3 millions de CA. 4 mois de trésorerie. Et maintenant ?

Trois chiffres. Trois questions. Toute la vérité.

J’ai accompagné récemment une DNVB. Appelons-la Les Jolies Robes.

Une jolie marque, bien construite, une identité affirmée, un e-shop propre, une communauté qui commente, partage.

Sur le papier, tout va bien.
Mais dans les chiffres, tout déraille.

La marque réalise près de 3 millions d’euros de chiffre d’affaires.
Et pourtant, la trésorerie est à sec.
Les marges s’effondrent. Les factures s’accumulent. Et les fondatrices ne se versent plus de salaire depuis trois mois.

Et surtout : personne ne comprend vraiment pourquoi.
Le trafic est là. le nombre de cliente augmente rapidement. Les pubs tournent.

Ce n’est pas un problème passager. C’est un déséquilibre de fond.

Dans ce genre de situation, le plus dur, c’est de sortir du flou.
Parce que quand tout semble “à peu près OK”, il devient difficile de repérer ce qui grippe vraiment la machine.

Alors on commence simple.
Pas avec 25 KPI.
Juste avec trois.

Trois chiffres. Trois questions. Toute la vérité.

  • Combien coûte une nouvelle cliente ? (CAC)

  • Combien reviennent dans les six mois ? (Returning)

  • Combien de commandes sont retournées ? (Taux de retour produit)

Si tu regardes uniquement ces trois données, et que tu le fais sérieusement, tu sais exactement où ta marque se situe.
Et surtout, où tu perds de l’argent.

Dans le cas des Jolies Robes, la faille est évidente.

CAC stable.
Taux de retour client catastrophique : 85 % des clientes ne rachètent jamais.

Le produit plaît, mais n’ancre rien dans le temps.
Pas de fréquence d’achat. Pas d’habitude.
Juste des ventes uniques. Et chaque vente coûte cher à obtenir.

Et pendant ce temps-là, la boîte continue à dépenser pour acquérir de nouvelles clientes.

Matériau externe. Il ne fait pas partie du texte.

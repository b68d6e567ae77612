//! Upstream connection error types.

use thiserror::Error;

/// Errors that can occur while opening, driving, or calling an upstream server.
#[derive(Debug, Error)]
pub enum UpstreamError {
    /// A server process failed to start.
    #[error("failed to spawn server '{name}': {reason}")]
    SpawnFailed { name: String, reason: String },

    /// A network endpoint could not be reached (DNS, TCP, TLS, HTTP status).
    #[error("failed to connect to server '{name}': {reason}")]
    ConnectFailed { name: String, reason: String },

    /// The initialization handshake failed or was rejected.
    #[error("server '{name}' initialization failed: {reason}")]
    InitFailed { name: String, reason: String },

    /// The channel was lost mid-use (I/O error, stream closed, process exited).
    #[error("transport error for server '{server}': {reason}")]
    TransportError { server: String, reason: String },

    /// A message could not be understood.
    #[error("protocol error for server '{server}': {reason}")]
    ProtocolError { server: String, reason: String },

    /// Server returned a JSON-RPC error response.
    #[error("server error [{code}]: {message}")]
    ServerError {
        code: i32,
        message: String,
        data: Option<serde_json::Value>,
    },

    /// A request did not complete within its deadline.
    #[error("request '{method}' to server '{server}' timed out after {timeout_ms}ms")]
    Timeout {
        server: String,
        method: String,
        timeout_ms: u64,
    },

    /// The connection has no live channel right now.
    #[error("server '{name}' is not connected ({state})")]
    NotConnected { name: String, state: String },

    /// No server with this name is managed.
    #[error("unknown server: '{name}'")]
    UnknownServer { name: String },
}

impl UpstreamError {
    /// Whether this error means a channel could not be established at all.
    pub fn is_connect_failure(&self) -> bool {
        matches!(
            self,
            UpstreamError::SpawnFailed { .. }
                | UpstreamError::ConnectFailed { .. }
                | UpstreamError::InitFailed { .. }
                | UpstreamError::NotConnected { .. }
                | UpstreamError::UnknownServer { .. }
        )
    }

    /// Whether this error indicates the channel itself is unhealthy.
    pub fn is_channel_failure(&self) -> bool {
        matches!(
            self,
            UpstreamError::TransportError { .. } | UpstreamError::ProtocolError { .. }
        )
    }
}
impl MockServer {
    pub fn new(name: &str) -> Self {
        Self {
            name: name.to_string(),
            state: Arc::new(Mutex::new(MockState::default())),
        }
    }

    fn edit(self, f: impl FnOnce(&mut MockState)) -> Self {
        f(&mut self.state.lock().unwrap());
        self
    }

    pub fn with_tool(self, name: &str, description: &str) -> Self {
        self.edit(|s| s.tools.push(tool(name, description)))
    }

    pub fn with_prompt(self, name: &str, description: &str) -> Self {
        self.edit(|s| {
            s.prompts.push(PromptDefinition {
                name: name.to_string(),
                description: Some(description.to_string()),
                arguments: json!([]),
            })
        })
    }

    pub fn with_resource(self, uri: &str, name: &str) -> Self {
        self.edit(|s| {
            s.resources.push(ResourceDefinition {
                uri: uri.to_string(),
                name: Some(name.to_string()),
                description: None,
                mime_type: Some("text/plain".into()),
            })
        })
    }

    pub fn with_page_size(self, size: usize) -> Self {
        self.edit(|s| s.page_size = Some(size.max(1)))
    }

    /// Make every request for `method` fail at the channel level.
    pub fn failing_method(self, method: &str) -> Self {
        self.edit(|s| {
            s.failing.insert(method.to_string());
        })
    }

    /// Advertise only these capability areas in `initialize`.
    pub fn advertising(self, areas: &[&str]) -> Self {
        self.edit(|s| s.advertised = Some(areas.iter().map(|a| a.to_string()).collect()))
    }

    /// Delay every `tools/call` response.
    pub fn with_delay(self, delay: Duration) -> Self {
        self.edit(|s| s.call_delay = Some(delay))
    }

    /// Delay the `initialize` response.
    pub fn with_init_delay(self, delay: Duration) -> Self {
        self.edit(|s| s.init_delay = Some(delay))
    }

    pub fn spec(&self) -> UpstreamServerSpec {
        UpstreamServerSpec::stdio(&self.name, "mock-server", &[])
    }

    /// Delay every list response from now on, or stop delaying with `None`.
    pub fn set_list_delay(&self, delay: Option<Duration>) {
        self.state.lock().unwrap().list_delay = delay;
    }

    /// Add a tool to a running server.
    pub fn add_tool(&self, name: &str, description: &str) {
        self.state.lock().unwrap().tools.push(tool(name, description));
    }

    pub fn set_failing(&self, method: &str, failing: bool) {
        let mut state = self.state.lock().unwrap();
        if failing {
            state.failing.insert(method.to_string());
        } else {
            state.failing.remove(method);
        }
    }

    /// Every invocation received, as `(method, params)`.
    pub fn calls(&self) -> Vec<(String, Value)> {
        self.state.lock().unwrap().calls.clone()
    }

    async fn handle(&self, id: u64, method: &str, params: Option<Value>) -> Result<JsonRpcResponse, UpstreamError> {
        let params = params.unwrap_or(Value::Null);
        let (failing, init_delay, call_delay, list_delay) = {
            let state = self.state.lock().unwrap();
            (
                state.failing.contains(method),
                state.init_delay,
                state.call_delay,
                state.list_delay,
            )
        };
        if failing {
            return Err(UpstreamError::TransportError {
                server: self.name.clone(),
                reason: format!("injected failure for {method}"),
            });
        }

        if matches!(method, methods::TOOLS_LIST | methods::PROMPTS_LIST | methods::RESOURCES_LIST) {
            if let Some(delay) = list_delay {
                tokio::time::sleep(delay).await;
            }
        }

        let outcome = match method {
            methods::INITIALIZE => {
                if let Some(delay) = init_delay {
                    tokio::time::sleep(delay).await;
                }
                Ok(self.initialize_result())
            }
            methods::PING => Ok(json!({})),
            methods::TOOLS_LIST => Ok(self.page("tools", &params)),
            methods::PROMPTS_LIST => Ok(self.page("prompts", &params)),
            methods::RESOURCES_LIST => Ok(self.page("resources", &params)),
            methods::TOOLS_CALL => {
                if let Some(delay) = call_delay {
                    tokio::time::sleep(delay).await;
                }
                self.call_tool(&params)
            }
            methods::PROMPTS_GET => self.get_prompt(&params),
            methods::RESOURCES_READ => self.read_resource(&params),
            other => Err((error_codes::METHOD_NOT_FOUND, format!("unknown method {other}"))),
        };

        Ok(match outcome {
            Ok(result) => JsonRpcResponse {
                id,
                result: Some(result),
                error: None,
            },
            Err((code, message)) => JsonRpcResponse {
                id,
                result: None,
                error: Some(JsonRpcError {
                    code,
                    message,
                    data: None,
                }),
            },
        })
    }

    fn initialize_result(&self) -> Value {
        let state = self.state.lock().unwrap();
        let areas: Vec<String> = state
            .advertised
            .clone()
            .unwrap_or_else(|| vec!["tools".into(), "prompts".into(), "resources".into()]);
        let capabilities: serde_json::Map<String, Value> = areas
            .into_iter()
            .map(|area| (area, json!({ "listChanged": true })))
            .collect();
        json!({
            "protocolVersion": PROTOCOL_VERSION,
            "capabilities": capabilities,
            "serverInfo": { "name": self.name, "version": "1.0.0" },
            "instructions": format!("mock server {}", self.name),
        })
    }

    fn page(&self, field: &str, params: &Value) -> Value {
        let state = self.state.lock().unwrap();
        let items: Vec<Value> = match field {
            "tools" => state.tools.iter().map(|t| json!(t)).collect(),
            "prompts" => state.prompts.iter().map(|p| json!(p)).collect(),
            _ => state.resources.iter().map(|r| json!(r)).collect(),
        };
        let start = params
            .get("cursor")
            .and_then(|c| c.as_str())
            .and_then(|c| c.parse::<usize>().ok())
            .unwrap_or(0);
        let size = state.page_size.unwrap_or(usize::MAX);
        let end = start.saturating_add(size).min(items.len());
        let page: Vec<Value> = items.get(start..end).unwrap_or_default().to_vec();

        let mut result = json!({ field: page });
        if end < items.len() {
            result["nextCursor"] = json!(end.to_string());
        }
        result
    }

    fn record(&self, method: &str, params: &Value) {
        self.state
            .lock()
            .unwrap()
            .calls
            .push((method.to_string(), params.clone()));
    }

    fn call_tool(&self, params: &Value) -> Result<Value, (i32, String)> {
        let name = params.get("name").and_then(|n| n.as_str()).unwrap_or_default();
        let known = self.state.lock().unwrap().tools.iter().any(|t| t.name == name);
        if !known {
            return Err((error_codes::INVALID_PARAMS, format!("unknown tool: {name}")));
        }
        self.record(methods::TOOLS_CALL, params);

        let arguments = params.get("arguments").cloned().unwrap_or(Value::Null);
        if arguments.get("fail").and_then(|f| f.as_bool()) == Some(true) {
            return Ok(json!({
                "content": [{ "type": "text", "text": "tool failed on purpose" }],
                "isError": true,
            }));
        }
        Ok(json!({
            "content": [{ "type": "text", "text": format!("{}:{name}", self.name) }],
            "isError": false,
        }))
    }

    fn get_prompt(&self, params: &Value) -> Result<Value, (i32, String)> {
        let name = params.get("name").and_then(|n| n.as_str()).unwrap_or_default();
        let prompt = self
            .state
            .lock()
            .unwrap()
            .prompts
            .iter()
            .find(|p| p.name == name)
            .cloned()
            .ok_or_else(|| (error_codes::INVALID_PARAMS, format!("unknown prompt: {name}")))?;
        self.record(methods::PROMPTS_GET, params);
        Ok(json!({
            "description": prompt.description,
            "messages": [{ "role": "user", "content": { "type": "text", "text": name } }],
        }))
    }

    fn read_resource(&self, params: &Value) -> Result<Value, (i32, String)> {
        let uri = params.get("uri").and_then(|u| u.as_str()).unwrap_or_default();
        let known = self.state.lock().unwrap().resources.iter().any(|r| r.uri == uri);
        if !known {
            return Err((error_codes::INVALID_PARAMS, format!("unknown resource: {uri}")));
        }
        self.record(methods::RESOURCES_READ, params);
        Ok(json!({ "contents": [{ "uri": uri, "text": "contents" }] }))
    }
}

Pourquoi elles ne reviennent pas

Quand 85 % de tes clientes ne reviennent jamais, tu ne peux pas te contenter de “revoir ton CRM”.

Tu dois comprendre.
Tu dois leur poser la question.
Pas deviner. Demander.

Un message clair. Brut. Sans chichi :

« Tu as passé commande il y a quelques mois. On serait vraiment curieuses de savoir pourquoi tu n’as pas retenté l’expérience. Tu peux nous dire ? »

Et là, tu écoutes. Tu lis. Tu compiles.
Tu fais remonter les deux freins majeurs. Pas quinze.

Dans le cas des Jolies Robes, voilà ce qui est ressorti :

  • Premier frein : la livraison beaucoup trop longue.
    La cliente commande et ne sait pas quand elle recevra. C’est frustrant. Ça casse l’excitation. Et ça ne donne pas envie de recommencer.

    → Tu corriges en informant la cliente en temps réel après expédition. Tu retires les précommandes trop longues ou tu les annonces clairement dès la fiche produit.

  • Deuxième frein : les vêtements taillent trop grands.
    Le produit arrive, la cliente flotte dedans. Elle ne sait pas si c’est elle ou la marque qui a mal estimé. Résultat : pas de réachat.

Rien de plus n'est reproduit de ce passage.